The biggest development was Aquarius inserting a “Best of Fringe” holdover production into their “Stage Write” series, allowing two of our fringe shows a 10 day run as part of their subscription series. The first BEST OF FRINGE ran October 22 – 30, 2009 in Aquarius’ 100 seat Louis Haac Studio Theatre, and included Nick Wallace’s PRACTITIONER OF THE ART OF ASTONISHMENT, and Peter Gruner’s play LAUND-O-MAT AT THE END OF THE WORLD.
2008: The fifth Hamilton Fringe festival “It’s 5-Alive 2008!” was also held at the Downtown Arts Centre between August 15-25, with 21 shows this time in only 3 venues. Run in partnership with the Imperial Cotton Company, Jeremy Freiburger was the Festival Producer this year. The winner of the Hamilton Playwrites Contest was David B Fraser with his original play GERALD HILROY’S GUIDE TO THE ART OF SEDUCTION. Other highlights included Theatre Erebus’ NEW TALENT about the 1997 Plastimet Fire and Dwayne Morgan’s stunning one man show GRADE EIGHT. Attendance was up to 3200 and the Visual Fringe was projected on the outside walls of the arts centre every night.

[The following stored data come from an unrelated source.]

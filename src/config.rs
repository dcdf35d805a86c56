use crate::detect::EndpointKind;
use crate::error::{ExporterError, Result as ExporterResult};
use anyhow::{Context, Result};
use serde::Deserialize;
use std::collections::HashSet;
use std::path::Path;
use tracing::warn;

#[derive(Debug, Deserialize, Clone, Default)]
pub struct Config {
    #[serde(default)]
    pub census: CensusConfig,
    #[serde(default)]
    pub http: HttpConfig,
    #[serde(default)]
    pub server: ServerConfig,
    #[serde(default)]
    pub communities: Vec<CommunityConfig>,
}

#[derive(Debug, Deserialize, Clone)]
pub struct CensusConfig {
    /// Target file of the one-shot run
    #[serde(default = "default_output")]
    pub output: String,
    /// Maximum number of endpoints fetched at the same time
    #[serde(default = "default_concurrency")]
    pub concurrency: usize,
    /// Optional `communities.json` in the `{"name": ["url", ...]}` layout
    #[serde(default)]
    pub communities_file: Option<String>,
}

#[derive(Debug, Deserialize, Clone)]
pub struct HttpConfig {
    #[serde(default = "default_timeout")]
    pub timeout_seconds: u64,
    #[serde(default = "default_user_agent")]
    pub user_agent: String,
    #[serde(default = "default_verify_ssl")]
    pub verify_ssl: bool,
}

#[derive(Debug, Deserialize, Clone)]
pub struct ServerConfig {
    #[serde(default = "default_addr")]
    pub addr: String,
    #[serde(default = "default_port")]
    pub port: u16,
    #[serde(default = "default_interval")]
    pub interval_seconds: u64,
}

#[derive(Debug, Deserialize, Clone, PartialEq, Eq)]
pub struct CommunityConfig {
    pub id: String,
    #[serde(default)]
    pub label: Option<String>,
    #[serde(default)]
    pub endpoints: Vec<EndpointConfig>,
    #[serde(skip)]
    pub origin: CommunityOrigin,
}

/// Where a community was configured
#[derive(Debug, Clone, Copy, Default, PartialEq, Eq)]
pub enum CommunityOrigin {
    /// `[[communities]]` in the configuration file
    #[default]
    ConfigFile,
    /// A legacy `communities.json`
    LegacyFile,
}

#[derive(Debug, Deserialize, Clone, PartialEq, Eq)]
pub struct EndpointConfig {
    pub url: String,
    #[serde(default)]
    pub kind: Option<EndpointKind>,
}

impl CommunityConfig {
    /// Human-readable name, falling back to the id
    pub fn label(&self) -> &str {
        self.label.as_deref().unwrap_or(&self.id)
    }
}

impl EndpointConfig {
    pub fn new(url: impl Into<String>) -> Self {
        Self {
            url: url.into(),
            kind: None,
        }
    }

    /// Declared kind, or the kind implied by the URL's file name
    pub fn kind(&self) -> EndpointKind {
        self.kind
            .unwrap_or_else(|| EndpointKind::from_url(&self.url))
    }
}

fn default_output() -> String {
    "./gluon-census.prom".to_string()
}

fn default_concurrency() -> usize {
    16
}

fn default_timeout() -> u64 {
    5
}

fn default_user_agent() -> String {
    format!("gluon-census-exporter/{}", env!("CARGO_PKG_VERSION"))
}

fn default_verify_ssl() -> bool {
    true
}

fn default_addr() -> String {
    "0.0.0.0".to_string()
}

fn default_port() -> u16 {
    9103
}

fn default_interval() -> u64 {
    300
}

impl Default for CensusConfig {
    fn default() -> Self {
        Self {
            output: default_output(),
            concurrency: default_concurrency(),
            communities_file: None,
        }
    }
}

impl Default for HttpConfig {
    fn default() -> Self {
        Self {
            timeout_seconds: default_timeout(),
            user_agent: default_user_agent(),
            verify_ssl: default_verify_ssl(),
        }
    }
}

impl Default for ServerConfig {
    fn default() -> Self {
        Self {
            addr: default_addr(),
            port: default_port(),
            interval_seconds: default_interval(),
        }
    }
}

impl Config {
    pub fn load(path: &str) -> Result<Self> {
        // Load environment variables from .env if present
        dotenvy::dotenv().ok();

        let config = config::Config::builder()
            .add_source(config::File::with_name(path).required(false))
            .add_source(config::Environment::with_prefix("GLUON_CENSUS").separator("__"))
            .build()
            .context("Failed to build configuration")?;

        let mut config: Config = config
            .try_deserialize()
            .context("Failed to deserialize configuration")?;

        if let Some(file) = config.census.communities_file.clone() {
            config
                .add_communities_file(&file)
                .with_context(|| format!("Failed to load communities file {}", file))?;
        }

        Ok(config)
    }

    /// Append the communities of a legacy `communities.json`
    pub fn add_communities_file(&mut self, path: impl AsRef<Path>) -> ExporterResult<()> {
        let content = std::fs::read_to_string(path)?;
        self.communities.extend(parse_legacy_communities(&content)?);
        Ok(())
    }

    /// Check invariants the census relies on
    ///
    /// A community without endpoints is not an error; it is reported down.
    pub fn validate(&self) -> ExporterResult<()> {
        if self.census.concurrency == 0 {
            return Err(ExporterError::Config(
                "census.concurrency must be at least 1".to_string(),
            ));
        }

        let mut seen = HashSet::new();
        for community in &self.communities {
            if community.id.trim().is_empty() {
                return Err(ExporterError::Config(
                    "community id must not be empty".to_string(),
                ));
            }
            if !seen.insert(community.id.as_str()) {
                return Err(ExporterError::Config(format!(
                    "duplicate community id: {}",
                    community.id
                )));
            }
            if community.endpoints.is_empty() {
                warn!("Community {} has no endpoints configured", community.id);
            }
        }
        Ok(())
    }
}

/// Parse the `{"name": ["url", ...]}` layout; names serve as id and label
///
/// Communities keep the order of the file.
pub fn parse_legacy_communities(content: &str) -> ExporterResult<Vec<CommunityConfig>> {
    let mapping: serde_json::Map<String, serde_json::Value> = serde_json::from_str(content)?;
    mapping
        .into_iter()
        .map(|(id, urls)| -> ExporterResult<CommunityConfig> {
            let urls: Vec<String> = serde_json::from_value(urls)?;
            Ok(CommunityConfig {
                id,
                label: None,
                endpoints: urls.into_iter().map(EndpointConfig::new).collect(),
                origin: CommunityOrigin::LegacyFile,
            })
        })
        .collect()
}

/// The communities that came from a legacy `communities.json`
pub fn from_legacy_file(communities: &[CommunityConfig]) -> Vec<CommunityConfig> {
    communities
        .iter()
        .filter(|c| c.origin == CommunityOrigin::LegacyFile)
        .cloned()
        .collect()
}

/// Serialize communities back into the legacy layout, in the given order
pub fn legacy_communities_json(communities: &[CommunityConfig]) -> ExporterResult<String> {
    let mapping: serde_json::Map<String, serde_json::Value> = communities
        .iter()
        .map(|c| {
            let urls = c
                .endpoints
                .iter()
                .map(|e| serde_json::Value::from(e.url.as_str()))
                .collect();
            (c.id.clone(), serde_json::Value::Array(urls))
        })
        .collect();
    let mut json = serde_json::to_string_pretty(&mapping)?;
    json.push('\n');
    Ok(json)
}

2007: The 2007 Hamilton Fringe Festival “Fringe 4U” was the first to be held at the Downtown Arts Centre on Rebecca Street between August 10 and 19. All four venues,- The Theatre, The Studio, Citadel 28 and The Box – were created out of various spaces within the same building. Theatre Aquarius became the major sponsor that year which saw 21 productions staged. Highlights included the premiere of Sky Gilbert’s play CRACK, local favorite and most attended production was Productive Smog’s NAILING THE HAMMER, and our first ever Hamilton Playwrites Contest Winner was BALLS by Rob Salerno, which later went on to tour right across Canada.

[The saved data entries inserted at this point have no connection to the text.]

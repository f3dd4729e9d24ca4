//! Queue entry removal payloads.
//!
//! Removing a patient from a service queue ends the queue entry, ends the active visit and
//! completes the patient's checked-in appointments for the day. This module builds the
//! request bodies; the client sends them.

use chrono::{DateTime, NaiveTime, Utc};
use serde::{Deserialize, Serialize};

/// A `{ uuid }` reference to another resource.
#[derive(Clone, Debug, Default, PartialEq, Eq, Serialize, Deserialize)]
pub struct ResourceRef {
    pub uuid: String,
}

/// The patient's active visit.
#[derive(Clone, Debug, Default, PartialEq, Eq, Serialize, Deserialize)]
#[serde(rename_all = "camelCase")]
pub struct Visit {
    pub uuid: String,
    #[serde(default)]
    pub location: Option<ResourceRef>,
    #[serde(default)]
    pub start_datetime: Option<DateTime<Utc>>,
    #[serde(default)]
    pub visit_type: Option<ResourceRef>,
}

/// A queue entry selected for removal.
#[derive(Clone, Debug, PartialEq, Eq, Serialize, Deserialize)]
#[serde(rename_all = "camelCase")]
pub struct QueueEntryRef {
    pub queue_uuid: String,
    pub queue_entry_uuid: String,
    pub visit_uuid: String,
    pub patient_uuid: String,
}

#[derive(Clone, Debug, PartialEq, Eq, Serialize, Deserialize)]
#[serde(rename_all = "camelCase")]
pub struct EndQueueEntryPayload {
    pub ended_at: DateTime<Utc>,
}

#[derive(Clone, Debug, PartialEq, Eq, Serialize, Deserialize)]
#[serde(rename_all = "camelCase")]
pub struct EndVisitPayload {
    #[serde(default, skip_serializing_if = "Option::is_none")]
    pub location: Option<String>,
    #[serde(default, skip_serializing_if = "Option::is_none")]
    pub start_datetime: Option<DateTime<Utc>>,
    #[serde(default, skip_serializing_if = "Option::is_none")]
    pub visit_type: Option<String>,
    pub stop_datetime: DateTime<Utc>,
}

impl EndVisitPayload {
    /// Closes `visit` at `now`, keeping its location, start and type.
    pub fn from_visit(visit: Option<&Visit>, now: DateTime<Utc>) -> Self {
        Self {
            location: visit.and_then(|v| v.location.as_ref()).map(|l| l.uuid.clone()),
            start_datetime: visit.and_then(|v| v.start_datetime),
            visit_type: visit
                .and_then(|v| v.visit_type.as_ref())
                .map(|t| t.uuid.clone()),
            stop_datetime: now,
        }
    }
}

pub const CHECKED_IN_STATUS: &str = "CheckedIn";
pub const COMPLETED_STATUS: &str = "Completed";

#[derive(Clone, Debug, PartialEq, Eq, Serialize, Deserialize)]
#[serde(rename_all = "camelCase")]
pub struct Appointment {
    pub uuid: String,
    pub status: String,
    #[serde(default)]
    pub patient: Option<ResourceRef>,
}

#[derive(Clone, Debug, PartialEq, Eq, Serialize, Deserialize)]
#[serde(rename_all = "camelCase")]
pub struct AppointmentStatusChange {
    pub to_status: String,
    pub on_date: DateTime<Utc>,
}

impl AppointmentStatusChange {
    pub fn completed(on_date: DateTime<Utc>) -> Self {
        Self {
            to_status: COMPLETED_STATUS.to_string(),
            on_date,
        }
    }
}

/// Checked-in appointments belonging to `patient_uuid`.
pub fn checked_in_appointments<'a>(
    appointments: &'a [Appointment],
    patient_uuid: &str,
) -> Vec<&'a Appointment> {
    appointments
        .iter()
        .filter(|a| a.status == CHECKED_IN_STATUS)
        .filter(|a| a.patient.as_ref().is_some_and(|p| p.uuid == patient_uuid))
        .collect()
}

/// Midnight UTC of the day containing `now`.
pub fn start_of_day(now: DateTime<Utc>) -> DateTime<Utc> {
    now.date_naive().and_time(NaiveTime::MIN).and_utc()
}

2006: Back with a new Board, including newcomer President John McHenry, the 2006 Hamilton Festival “Wanna Fringe!” (August 18-27) was held in 3 venues created out of store fronts within the Jackson Square Mall complex and at the HTI studio on MacNab Street. There were 22 productions with 176 performances and attendance of 2700 people. Highlights included CREENA DEFOOUIE a co-production between Fixt Point Theatre of Ancaster and Ruby Bloomsbury Productions of the UK which Spectator Critic Gary Smith said was “the world class theatre that the Fringe promised”, Shelley Hamilton’s FEELING GOOD, as well as the Fringe Favorite pick YOU ME AND THE SEA by Etobicoke’s Happy Medium Theatre.
2005: There was no 2005 Hamilton Fringe Festival.
2004: The 2004 Hamilton Fringe “Fringe 2 Play” was held June 4 to 13. There were 24 productions in only 4 venues. Attendance was 2500, and shows of note included Players Players with CELEBRITIS, Brad Curtin’s play WATER by Curtain Traveler’s Theatre based on the Walkerton water tragedy of May 2000 and WHISKEY BARS by Big Empty Bar Productions.
2003: The first Hamilton Fringe Festival was held June 6 to 15 2003. Local playwright Lee Fairbanks was the key person who worked tirelessly to bring the idea here, and after getting the generous financial support of the Ontario Trillium Foundation, and rallying local supporters like Theatre Aquarius, Arts Hamilton and The Hamilton Spectator to the cause, the idea became a reality. The 2003 Festival saw 39 productions with 312 performances in 5 venues. Notable productions the first year included, STOP BEING STUPID by Dan Redican, EMMA PORTER by David B. Fraser, and TRICK BOXING by Brian Sostek and his wife, Megan McClellan, of Minnesota, USA.